In this way, since it is a leaf spring supported at both ends,
Assuming a leaf spring of the same length that provides the same restoring force against the rotational movement of the armature, compared to a cantilevered leaf spring, the stiffness is higher, the armature has less lateral wobbling, and its operation is stable.

(d) Embodiment FIG. 3 is an explanatory diagram of a driving section according to an embodiment of the present invention.

The difference from FIG. 1 is that the member 11, the spring 6,
The only difference is the support structure for the auxiliary magnetic path 11a and the armature 7, and the rest is the same as in FIG. In addition, corresponding to these, 21 is a member that supports the spring on both sides,
22 is the spring of the configuration of the present invention, 23 is the armature of the invention, and 21a is the auxiliary magnetic path of the configuration of the present invention.
The member 21 is attached to the structure 5 by screws or the like in an assembly unit up to the wire, but the member 21 has an overhang at both the upper and lower ends, and the leaf spring 23 is tensioned and fixed in the vertical direction using the overhang as both supporting parts. An end portion of the armature 23 (an end surface parallel to the suction force direction and the impact reaction force acting direction) is fixedly supported at the center of the span. By adopting this configuration, the assembly of the armature, arm, wire, and spring member can be attached to and detached from the structure 5 as a unit (by screws, etc.) as in the past, and the direction of action of suction force or printing force can be controlled. y, and its orthogonal direction is defined as x,
A spring fulcrum with extremely high rigidity and moment restoring force in the y-direction can be obtained, and a fulcrum whose rotation center hardly moves in the y-direction when the armature is operated or the wire is impacted can be realized.

(E) Effect In this way, the leaf spring that fixes the armature is supported at both ends, so compared to the conventional cantilever-supported leaf spring, it has a high degree of stability at the time of impact or recovery due to the reaction force. vibration is reduced, and printing speed can be increased and stabilized.

[Brief explanation of the drawing]

FIG. 1 is an explanatory diagram of a conventional drive unit, and FIG. 2 is an explanatory diagram of a drive unit according to an embodiment of the present invention.

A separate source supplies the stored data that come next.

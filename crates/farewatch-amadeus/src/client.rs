//! HTTP client for the Amadeus self-service flight APIs.
//!
//! Wraps `reqwest` with OAuth2 token management, typed response
//! deserialization, and retry on transient failures. Endpoints covered:
//! city/airport IATA lookup and round-trip flight-offers search.

use std::time::Duration;

use chrono::NaiveDate;
use reqwest::{Client, Url};
use tokio::sync::Mutex;

use crate::error::AmadeusError;
use crate::retry::retry_with_backoff;
use crate::token::CachedToken;
use crate::types::{CityLookupResponse, FlightOffersResponse};

const DEFAULT_BASE_URL: &str = "https://test.api.amadeus.com/";

pub(crate) const TOKEN_PATH: &str = "v1/security/oauth2/token";
const CITY_LOOKUP_PATH: &str = "v1/reference-data/locations/cities";
const FLIGHT_OFFERS_PATH: &str = "v2/shopping/flight-offers";

/// Parameters for one round-trip flight-offers search.
#[derive(Debug, Clone)]
pub struct OfferQuery {
    pub origin: String,
    pub destination: String,
    pub departure_date: NaiveDate,
    pub return_date: NaiveDate,
    /// Restrict results to non-stop itineraries.
    pub non_stop_only: bool,
    /// Currency code the provider should quote prices in, e.g. `"GBP"`.
    pub currency: String,
    /// Maximum number of offers to return.
    pub max_offers: u32,
}

impl OfferQuery {
    /// Renders the query as provider query-string parameters. Searches are
    /// always for one adult; the date range and routing come from the caller.
    fn to_params(&self) -> Vec<(&'static str, String)> {
        vec![
            ("originLocationCode", self.origin.clone()),
            ("destinationLocationCode", self.destination.clone()),
            (
                "departureDate",
                self.departure_date.format("%Y-%m-%d").to_string(),
            ),
            ("returnDate", self.return_date.format("%Y-%m-%d").to_string()),
            ("adults", "1".to_string()),
            ("nonStop", self.non_stop_only.to_string()),
            ("currencyCode", self.currency.clone()),
            ("max", self.max_offers.to_string()),
        ]
    }
}

/// Client for the Amadeus self-service APIs.
///
/// Holds the HTTP client, client credentials, and a cached bearer token that
/// is refreshed transparently when it nears expiry. Use [`AmadeusClient::new`]
/// for production or [`AmadeusClient::with_base_url`] to point at a mock
/// server in tests.
pub struct AmadeusClient {
    pub(crate) client: Client,
    pub(crate) api_key: String,
    pub(crate) api_secret: String,
    base_url: Url,
    pub(crate) token: Mutex<Option<CachedToken>>,
    max_retries: u32,
    backoff_base_ms: u64,
}

impl AmadeusClient {
    /// Creates a new client pointed at the provider's test environment.
    ///
    /// # Errors
    ///
    /// Returns [`AmadeusError::Http`] if the underlying `reqwest::Client`
    /// cannot be constructed.
    pub fn new(api_key: &str, api_secret: &str, timeout_secs: u64) -> Result<Self, AmadeusError> {
        Self::with_base_url(api_key, api_secret, timeout_secs, DEFAULT_BASE_URL)
    }

    /// Creates a new client with a custom base URL (for testing with wiremock).
    ///
    /// # Errors
    ///
    /// Returns [`AmadeusError::Http`] if the underlying `reqwest::Client`
    /// cannot be constructed, or [`AmadeusError::InvalidUrl`] if `base_url`
    /// does not parse.
    pub fn with_base_url(
        api_key: &str,
        api_secret: &str,
        timeout_secs: u64,
        base_url: &str,
    ) -> Result<Self, AmadeusError> {
        let client = Client::builder()
            .timeout(Duration::from_secs(timeout_secs))
            .connect_timeout(Duration::from_secs(10))
            .user_agent("farewatch/0.1 (fare-tracking)")
            .build()?;

        // Normalise: ensure the base URL ends with exactly one slash so that
        // Url::join appends path segments instead of replacing the last one.
        let normalised = format!("{}/", base_url.trim_end_matches('/'));
        let base_url = Url::parse(&normalised).map_err(|e| AmadeusError::InvalidUrl {
            url: normalised.clone(),
            reason: e.to_string(),
        })?;

        Ok(Self {
            client,
            api_key: api_key.to_owned(),
            api_secret: api_secret.to_owned(),
            base_url,
            token: Mutex::new(None),
            max_retries: 3,
            backoff_base_ms: 1_000,
        })
    }

    /// Overrides the retry policy (attempts beyond the first, back-off base).
    #[must_use]
    pub fn with_retry_policy(mut self, max_retries: u32, backoff_base_ms: u64) -> Self {
        self.max_retries = max_retries;
        self.backoff_base_ms = backoff_base_ms;
        self
    }

    /// Looks up the IATA code for a city by name.
    ///
    /// Returns `Ok(None)` when the provider knows no match; the caller decides
    /// whether that is worth a warning. The first match wins when the provider
    /// returns several.
    ///
    /// # Errors
    ///
    /// - [`AmadeusError::Token`] if client credentials are rejected.
    /// - [`AmadeusError::Api`] on a non-2xx response.
    /// - [`AmadeusError::Http`] on network failure.
    /// - [`AmadeusError::Deserialize`] if the response shape is unexpected.
    pub async fn city_code(&self, city_name: &str) -> Result<Option<String>, AmadeusError> {
        let params = [
            ("keyword", city_name.to_string()),
            ("max", "2".to_string()),
            ("include", "AIRPORTS".to_string()),
        ];
        let body = retry_with_backoff(self.max_retries, self.backoff_base_ms, || {
            self.authed_get(CITY_LOOKUP_PATH, &params)
        })
        .await?;

        let parsed: CityLookupResponse =
            serde_json::from_value(body).map_err(|e| AmadeusError::Deserialize {
                context: format!("cityCode(keyword={city_name})"),
                source: e,
            })?;

        Ok(parsed.data.into_iter().next().map(|c| c.iata_code))
    }

    /// Searches round-trip flight offers for the given query.
    ///
    /// An empty `data` array in the response is a valid "no offers" result,
    /// not an error; feed the response to
    /// [`crate::select_cheapest`] to pick the best fare.
    ///
    /// # Errors
    ///
    /// - [`AmadeusError::Token`] if client credentials are rejected.
    /// - [`AmadeusError::Api`] on a non-2xx response.
    /// - [`AmadeusError::Http`] on network failure.
    /// - [`AmadeusError::Deserialize`] if the response shape is unexpected.
    pub async fn search_offers(
        &self,
        query: &OfferQuery,
    ) -> Result<FlightOffersResponse, AmadeusError> {
        let params = query.to_params();
        let body = retry_with_backoff(self.max_retries, self.backoff_base_ms, || {
            self.authed_get(FLIGHT_OFFERS_PATH, &params)
        })
        .await?;

        serde_json::from_value(body).map_err(|e| AmadeusError::Deserialize {
            context: format!(
                "flightOffers({} -> {})",
                query.origin, query.destination
            ),
            source: e,
        })
    }

    /// Resolves `path` against the stored base URL.
    pub(crate) fn endpoint(&self, path: &str) -> Result<Url, AmadeusError> {
        self.base_url.join(path).map_err(|e| AmadeusError::InvalidUrl {
            url: format!("{}{path}", self.base_url),
            reason: e.to_string(),
        })
    }

    /// Sends a bearer-authenticated GET, asserts a 2xx status, and parses the
    /// body as JSON. The cached token is fetched or refreshed first.
    async fn authed_get<P: serde::Serialize + ?Sized>(
        &self,
        path: &str,
        params: &P,
    ) -> Result<serde_json::Value, AmadeusError> {
        let token = self.bearer_token().await?;
        let url = self.endpoint(path)?;
        let response = self
            .client
            .get(url)
            .query(params)
            .bearer_auth(token)
            .send()
            .await?;

        let status = response.status();
        let body = response.text().await?;
        if !status.is_success() {
            return Err(AmadeusError::Api {
                endpoint: path.to_string(),
                status: status.as_u16(),
                body,
            });
        }

        serde_json::from_str(&body).map_err(|e| AmadeusError::Deserialize {
            context: path.to_string(),
            source: e,
        })
    }
}

#[cfg(test)]
mod tests {
    use super::*;

    fn test_client(base_url: &str) -> AmadeusClient {
        AmadeusClient::with_base_url("key", "secret", 30, base_url)
            .expect("client construction should not fail")
    }

    #[test]
    fn endpoint_joins_relative_paths() {
        let client = test_client("https://test.api.amadeus.com");
        let url = client.endpoint(FLIGHT_OFFERS_PATH).unwrap();
        assert_eq!(
            url.as_str(),
            "https://test.api.amadeus.com/v2/shopping/flight-offers"
        );
    }

    #[test]
    fn endpoint_tolerates_trailing_slash_in_base() {
        let client = test_client("http://127.0.0.1:9999///");
        let url = client.endpoint(TOKEN_PATH).unwrap();
        assert_eq!(url.as_str(), "http://127.0.0.1:9999/v1/security/oauth2/token");
    }

    #[test]
    fn invalid_base_url_is_rejected() {
        let result = AmadeusClient::with_base_url("key", "secret", 30, "not a url");
        assert!(matches!(result, Err(AmadeusError::InvalidUrl { .. })));
    }

    #[test]
    fn offer_query_params_cover_the_search_contract() {
        let query = OfferQuery {
            origin: "LON".to_string(),
            destination: "NYC".to_string(),
            departure_date: NaiveDate::from_ymd_opt(2025, 6, 1).unwrap(),
            return_date: NaiveDate::from_ymd_opt(2025, 11, 28).unwrap(),
            non_stop_only: false,
            currency: "GBP".to_string(),
            max_offers: 10,
        };
        let params = query.to_params();
        assert!(params.contains(&("originLocationCode", "LON".to_string())));
        assert!(params.contains(&("destinationLocationCode", "NYC".to_string())));
        assert!(params.contains(&("departureDate", "2025-06-01".to_string())));
        assert!(params.contains(&("returnDate", "2025-11-28".to_string())));
        assert!(params.contains(&("adults", "1".to_string())));
        assert!(params.contains(&("nonStop", "false".to_string())));
        assert!(params.contains(&("currencyCode", "GBP".to_string())));
        assert!(params.contains(&("max", "10".to_string())));
    }
}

In the figure, 1 is a core, 2 is a permanent magnet, and 5 is a structure 6
and 22 are springs, 11 and 21 are mounting members,
7 and 23 are armatures, 8 is an arm, 9 is a printing wire, and 10 is a coil.

Claims (1)

[Claims for Utility Model Registration] In a printing head drive unit that has a coil and a loop magnetic path, and a part of the loop magnetic path is a movable armature, as a structure of a fulcrum spring that pivotally supports the armature, An armature comprising: a plate spring supported at both upper and lower ends supported by a pair of support parts in the same direction as the acting direction of the provided printing pin; and the armature is fixed between the support parts of the leaf spring. Support mechanism.